FTIR spectra of the gaseous products emitted during the decomposition of copolymer 1 (%G = 33.1 ± 0.5) and copolymer 3 (%G = 53.4 ± 0.3)

On the FTIR spectra gathered at temperature range where the first decomposition stage of copolymers is indicated, the absorption signals characteristic for the emission of CO2 (670 and 2330–2365 cm−1), CO (2000–2200 cm−1) and H2O (3500–3900 cm−1) [4043] are appeared. Besides those bands, the additional absorption signals connected with the evolution of other gaseous compounds are also identified. We can assume that the bands at 1716–1793 cm−1 (the stretching vibrations of C=O), at 2734–2806 cm−1 (the stretching vibrations of C–H in O=C–H groups), at 1078–1170 cm−1 (the stretching vibrations of C–O) and at 3580 cm−1 (stretching vibrations of OH) are characteristic for the formation of aldehyde, alcohol and acid fragments. In addition, the presence of the signals at 2860–2970 cm−1 (the stretching vibrations of C–H), at 1350–1470 cm−1 (the deformation vibrations of C–H) and at 740–998 cm−1 (out-of-plane deformation vibrations of the C–H) and at 1508 and at 1580 cm−1 (ring C=C stretching vibrations) [43] may indicate on the creation of aliphatic and furan structures at these temperature range. The type of the emitted gaseous decomposition products indicates mainly on the breaking of the glycosidic bonds, strong bonds and thermal dehydration of starch from studied copolymers under the first decomposition stage. Those observations are in accordance with the results obtained by other researches [28, 40, 4448].

However, as the temperature is higher than 320–330 °C, among the emission of CO2, CO, H2O, one can observe the presence of the absorption bands characteristic for the evolution of benzyl methacrylate monomer. The FTIR spectra gathered under second decomposition stage of copolymers are in a good agreement with the gaseous FTIR spectra of benzyl methacrylate monomer tabulated in the NIST gaseous FTIR library spectra [43]. The results confirm that the main decomposition process of copolymers is connected with the depolymerization process of graft polymer chains [49]. However, as the temperature is higher than 450 °C, the emission of CH4 (3014 cm−1) among decomposition gases is indicated.

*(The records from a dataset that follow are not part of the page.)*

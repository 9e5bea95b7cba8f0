//! The generic relation controller
//!
//! Manages a many-to-many join for a `(main, relation)` resource pair.
//! Attach and detach are idempotent set-membership toggles: attaching an
//! already-present pair or detaching an absent pair is a success that
//! returns the current state, never an error. Only referencing a
//! nonexistent entity fails.

use crate::controller::Serializer;
use crate::controller::resource::ItemResponse;
use crate::core::error::{RestError, RestResult};
use crate::core::field::FieldSchema;
use crate::core::filter::FilterSet;
use crate::core::resource::{Relation, Resource};
use crate::core::validation::request::{ActionSchemas, ValidatedRequest};
use crate::core::validation::schema::ObjectSchema;
use crate::storage::{Row, Store};
use serde_json::Value;
use std::sync::Arc;

/// Configuration of one join resource: the two ends, the body fields naming
/// their ids, and the relation on the main resource that the pivot feeds.
pub struct RelationResource {
    /// Route path segment (e.g. "articles-tags")
    pub path: &'static str,
    pub main: Arc<Resource>,
    pub main_field: &'static str,
    pub related: Arc<Resource>,
    pub related_field: &'static str,
    /// Relation name on the main resource (must be many-to-many)
    pub relationship: &'static str,
    pub schemas: ActionSchemas,
}

impl RelationResource {
    pub fn new(
        path: &'static str,
        main: Arc<Resource>,
        main_field: &'static str,
        related: Arc<Resource>,
        related_field: &'static str,
        relationship: &'static str,
    ) -> Self {
        let body = ObjectSchema::new()
            .field(
                main_field,
                FieldSchema::number().integer().positive().required(),
            )
            .field(
                related_field,
                FieldSchema::number().integer().positive().required(),
            );
        let schemas = ActionSchemas::relation(body.clone(), body);
        Self {
            path,
            main,
            main_field,
            related,
            related_field,
            relationship,
            schemas,
        }
    }
}

/// One controller instance serves one join resource
pub struct RelationController {
    def: RelationResource,
    store: Arc<dyn Store>,
    serializer: Arc<Serializer>,
}

impl RelationController {
    pub fn new(def: RelationResource, store: Arc<dyn Store>, serializer: Arc<Serializer>) -> Self {
        Self {
            def,
            store,
            serializer,
        }
    }

    pub fn definition(&self) -> &RelationResource {
        &self.def
    }

    /// Attach: both entities must exist; an already-attached pair is
    /// returned as-is.
    pub async fn create(&self, req: &ValidatedRequest) -> RestResult<ItemResponse> {
        let (main_id, related_id) = self.ids(req)?;
        let relation = self.relation()?;
        let (mut row, members) = self.resolve(main_id, related_id, relation).await?;

        let attached = members
            .iter()
            .any(|member| member.get("id").and_then(Value::as_i64) == Some(related_id));
        if attached {
            row.insert(relation.name.to_string(), Value::Array(members));
        } else {
            self.store.attach(relation, main_id, related_id).await?;
            row = self.refetch(main_id, relation).await?;
        }

        Ok(ItemResponse {
            data: self.serializer.present(&self.def.main, row),
        })
    }

    /// Detach: both entities must exist; an absent pair is returned as-is.
    pub async fn destroy(&self, req: &ValidatedRequest) -> RestResult<ItemResponse> {
        let (main_id, related_id) = self.ids(req)?;
        let relation = self.relation()?;
        let (mut row, members) = self.resolve(main_id, related_id, relation).await?;

        let attached = members
            .iter()
            .any(|member| member.get("id").and_then(Value::as_i64) == Some(related_id));
        if attached {
            self.store.detach(relation, main_id, related_id).await?;
            row = self.refetch(main_id, relation).await?;
        } else {
            row.insert(relation.name.to_string(), Value::Array(members));
        }

        Ok(ItemResponse {
            data: self.serializer.present(&self.def.main, row),
        })
    }

    fn ids(&self, req: &ValidatedRequest) -> RestResult<(i64, i64)> {
        let main_id = body_id(&req.body, self.def.main_field)?;
        let related_id = body_id(&req.body, self.def.related_field)?;
        Ok((main_id, related_id))
    }

    fn relation(&self) -> RestResult<&Relation> {
        self.def.main.relation(self.def.relationship).ok_or_else(|| {
            RestError::Internal(format!(
                "relation '{}' is not declared on resource '{}'",
                self.def.relationship,
                self.def.main.name()
            ))
        })
    }

    /// Fetch both ends, erroring with the constraint message for whichever
    /// is missing, and return the main row plus its current membership.
    async fn resolve(
        &self,
        main_id: i64,
        related_id: i64,
        relation: &Relation,
    ) -> RestResult<(Row, Vec<Value>)> {
        let row = self
            .store
            .fetch_by_id(self.def.main.table(), main_id, &FilterSet::new())
            .await?
            .ok_or_else(|| missing(self.def.main.name(), main_id))?;
        self.store
            .fetch_by_id(self.def.related.table(), related_id, &FilterSet::new())
            .await?
            .ok_or_else(|| missing(self.def.related.name(), related_id))?;

        let members = self
            .store
            .load_relation(&row, relation)
            .await?
            .as_array()
            .cloned()
            .unwrap_or_default();
        Ok((row, members))
    }

    async fn refetch(&self, main_id: i64, relation: &Relation) -> RestResult<Row> {
        let mut row = self
            .store
            .fetch_by_id(self.def.main.table(), main_id, &FilterSet::new())
            .await?
            .ok_or_else(|| {
                RestError::Internal(format!(
                    "{} {} vanished between attach and refetch",
                    self.def.main.name(),
                    main_id
                ))
            })?;
        let members = self.store.load_relation(&row, relation).await?;
        row.insert(relation.name.to_string(), members);
        Ok(row)
    }
}

fn body_id(body: &Row, field: &str) -> RestResult<i64> {
    body.get(field)
        .and_then(Value::as_i64)
        .ok_or_else(|| RestError::Validation(format!("\"{}\" must be a number", field)))
}

fn missing(resource: &str, id: i64) -> RestError {
    RestError::BadRequest(format!("{} model with id {} must be exists", resource, id))
}
//! The generic resource controller
//!
//! Implements the six uniform CRUD actions against a resource descriptor.
//! Every action is an explicit ordered pipeline of fallible steps —
//! pre-filter, compiled filters, constraint checks, persistence — that
//! short-circuits on the first failure. Validation and constraint failures
//! terminate a request before any row is written.

use crate::controller::Serializer;
use crate::core::error::{RestError, RestResult};
use crate::core::filter::{FilterSet, values_equal};
use crate::core::query::Pagination;
use crate::core::resource::{RequestContext, Resource};
use crate::core::validation::request::ValidatedRequest;
use crate::storage::{Row, Store};
use serde::Serialize;
use serde_json::Value;
use std::sync::Arc;

/// Paginated list envelope (`index`)
#[derive(Debug, Serialize)]
pub struct PageResponse {
    pub data: Vec<Value>,
    pub pagination: Pagination,
}

/// Unpaginated list envelope (`all`)
#[derive(Debug, Serialize)]
pub struct ListResponse {
    pub data: Vec<Value>,
}

/// Single-entity envelope (`show`/`create`/`update`)
#[derive(Debug, Serialize)]
pub struct ItemResponse {
    pub data: Value,
}

/// One controller instance serves one resource; all six actions share the
/// injected store and serializer.
pub struct ResourceController {
    resource: Arc<Resource>,
    store: Arc<dyn Store>,
    serializer: Arc<Serializer>,
}

impl ResourceController {
    pub fn new(resource: Arc<Resource>, store: Arc<dyn Store>, serializer: Arc<Serializer>) -> Self {
        Self {
            resource,
            store,
            serializer,
        }
    }

    pub fn resource(&self) -> &Arc<Resource> {
        &self.resource
    }

    /// Filtered, sorted, paginated listing
    pub async fn index(
        &self,
        ctx: &RequestContext,
        req: &ValidatedRequest,
    ) -> RestResult<PageResponse> {
        let filters = self.combined_filters(ctx, req);
        let page = req.query.page.unwrap_or_default();
        let (mut rows, row_count) = self
            .store
            .fetch_page(self.resource.table(), &filters, &req.query.sort, page)
            .await?;
        self.load_includes(&mut rows, &req.query.includes).await?;
        Ok(PageResponse {
            data: self.present_all(rows),
            pagination: Pagination::new(page, row_count),
        })
    }

    /// The same pipeline without pagination
    pub async fn all(
        &self,
        ctx: &RequestContext,
        req: &ValidatedRequest,
    ) -> RestResult<ListResponse> {
        let filters = self.combined_filters(ctx, req);
        let mut rows = self
            .store
            .fetch_all(self.resource.table(), &filters, &req.query.sort)
            .await?;
        self.load_includes(&mut rows, &req.query.includes).await?;
        Ok(ListResponse {
            data: self.present_all(rows),
        })
    }

    /// Primary-key fetch; 404 when absent or excluded by the pre-filter
    pub async fn show(
        &self,
        ctx: &RequestContext,
        req: &ValidatedRequest,
    ) -> RestResult<ItemResponse> {
        let id = req.id()?;
        let row = self
            .store
            .fetch_by_id(self.resource.table(), id, &self.resource.pre_filter(ctx))
            .await?
            .ok_or(RestError::NotFound)?;
        let mut rows = vec![row];
        self.load_includes(&mut rows, &req.query.includes).await?;
        let row = rows.pop().unwrap_or_default();
        Ok(ItemResponse {
            data: self.serializer.present(&self.resource, row),
        })
    }

    /// Existence checks, uniqueness checks, then persist
    pub async fn create(
        &self,
        _ctx: &RequestContext,
        req: &ValidatedRequest,
    ) -> RestResult<ItemResponse> {
        self.check_existence(&req.body, None).await?;
        self.check_uniqueness(&req.body, None).await?;
        let row = self
            .store
            .insert(self.resource.table(), req.body.clone())
            .await?;
        Ok(ItemResponse {
            data: self.serializer.present(&self.resource, row),
        })
    }

    /// Fetch (404 when absent), constraint checks against the stored row,
    /// then persist the changes
    pub async fn update(
        &self,
        ctx: &RequestContext,
        req: &ValidatedRequest,
    ) -> RestResult<ItemResponse> {
        let id = req.id()?;
        let current = self
            .store
            .fetch_by_id(self.resource.table(), id, &self.resource.pre_filter(ctx))
            .await?
            .ok_or(RestError::NotFound)?;
        self.check_existence(&req.body, Some(&current)).await?;
        self.check_uniqueness(&req.body, Some(&current)).await?;
        let row = self
            .store
            .update(self.resource.table(), id, req.body.clone())
            .await?;
        Ok(ItemResponse {
            data: self.serializer.present(&self.resource, row),
        })
    }

    /// Fetch (404 when absent), then delete; cascades are the data model's
    /// concern
    pub async fn destroy(&self, ctx: &RequestContext, req: &ValidatedRequest) -> RestResult<()> {
        let id = req.id()?;
        self.store
            .fetch_by_id(self.resource.table(), id, &self.resource.pre_filter(ctx))
            .await?
            .ok_or(RestError::NotFound)?;
        self.store.delete(self.resource.table(), id).await?;
        Ok(())
    }

    fn combined_filters(&self, ctx: &RequestContext, req: &ValidatedRequest) -> FilterSet {
        let mut filters = self.resource.pre_filter(ctx);
        filters.extend(req.query.filters.clone());
        filters
    }

    async fn load_includes(&self, rows: &mut [Row], includes: &[String]) -> RestResult<()> {
        for name in includes {
            let Some(relation) = self.resource.relation(name) else {
                continue;
            };
            let loaded = futures::future::try_join_all(
                rows.iter().map(|row| self.store.load_relation(row, relation)),
            )
            .await?;
            for (row, value) in rows.iter_mut().zip(loaded) {
                row.insert(relation.name.to_string(), value);
            }
        }
        Ok(())
    }

    fn present_all(&self, rows: Vec<Row>) -> Vec<Value> {
        rows.into_iter()
            .map(|row| self.serializer.present(&self.resource, row))
            .collect()
    }

    /// For each declared existence constraint: a non-null submitted foreign
    /// key must reference an existing row. On update, a key equal to the
    /// stored value is not being changed and is skipped.
    async fn check_existence(&self, body: &Row, current: Option<&Row>) -> RestResult<()> {
        for constraint in self.resource.existence_constraints() {
            let submitted = body.get(constraint.field).unwrap_or(&Value::Null);
            if submitted.is_null() {
                continue;
            }
            if let Some(current) = current {
                let stored = current.get(constraint.field).unwrap_or(&Value::Null);
                if values_equal(stored, submitted) {
                    continue;
                }
            }
            let found = match submitted.as_i64() {
                Some(id) => {
                    self.store
                        .fetch_by_id(constraint.table, id, &FilterSet::new())
                        .await?
                }
                None => None,
            };
            if found.is_none() {
                return Err(RestError::BadRequest(format!(
                    "{} model with id {} must be exists",
                    constraint.resource,
                    display_value(submitted)
                )));
            }
        }
        Ok(())
    }

    /// For each declared uniqueness constraint: skip when every field in the
    /// group is null/absent (or unchanged, on update); otherwise a row
    /// matching all supplied fields simultaneously is a conflict — unless it
    /// is the row being updated.
    async fn check_uniqueness(&self, body: &Row, current: Option<&Row>) -> RestResult<()> {
        for constraint in self.resource.uniqueness_constraints() {
            let skip = constraint.fields.iter().all(|field| {
                let submitted = body.get(*field).unwrap_or(&Value::Null);
                if submitted.is_null() {
                    return true;
                }
                current.is_some_and(|row| {
                    values_equal(row.get(*field).unwrap_or(&Value::Null), submitted)
                })
            });
            if skip {
                continue;
            }

            let mut conditions = Row::new();
            for field in &constraint.fields {
                if let Some(value) = body.get(*field) {
                    if !value.is_null() {
                        conditions.insert(field.to_string(), value.clone());
                    }
                }
            }
            if conditions.is_empty() {
                continue;
            }

            if let Some(found) = self.store.find_where(self.resource.table(), &conditions).await? {
                let self_match = current
                    .is_some_and(|row| values_equal(row_pk(row), row_pk(&found)));
                if self_match {
                    continue;
                }
                return Err(RestError::BadRequest(constraint.message()));
            }
        }
        Ok(())
    }
}

fn row_pk(row: &Row) -> &Value {
    row.get("id").unwrap_or(&Value::Null)
}

fn display_value(value: &Value) -> String {
    match value {
        Value::String(s) => s.clone(),
        other => other.to_string(),
    }
}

It can be the result of secondary reactions which may happen at higher temperatures, e.g., reactions between chain radicals and carbonization of the residues.

Conclusions

The novel, amphiphilic starch-g-poly(benzyl methacrylate) copolymers were successfully prepared under free-radical copolymerization process of gelatinized potato starch and benzyl methacrylate monomer. As it was confirmed, those materials exhibited completely different properties than unmodified potato starch which was the result of the formation of poly(benzyl methacrylate) chains onto the starch backbone. Thus, the copolymers showed lower swelling in polar solvent but higher swelling in non-polar solvents, higher resistance toward moisture, higher resistance toward basic and acidic conditions than unmodified potato starch. The decomposition process of copolymers starts at temperatures ca. 240 °C and happens in two main stages. The first decomposition stage was mainly connected with the decomposition of starch from starch-g-copolymers. The second was due to the depolymerization process of the graft polymer. As a result, the emission of different gaseous products (CO2, CO, H2O, aldehydes, alcohols, acids, furan derivatives, benzyl methacrylate and CH4) and the formation of char residues were indicated. Those results proved that by chemical modification of low cost, renewable and available potato starch by benzyl methacrylate monomer is possible to obtain novel, amphiphilic, more environmentally friendly materials which are promising materials such as fillers, stabilizers, modifiers, matrices or plastics which can replace non-biodegradable and compostable petroleum-based plastics materials.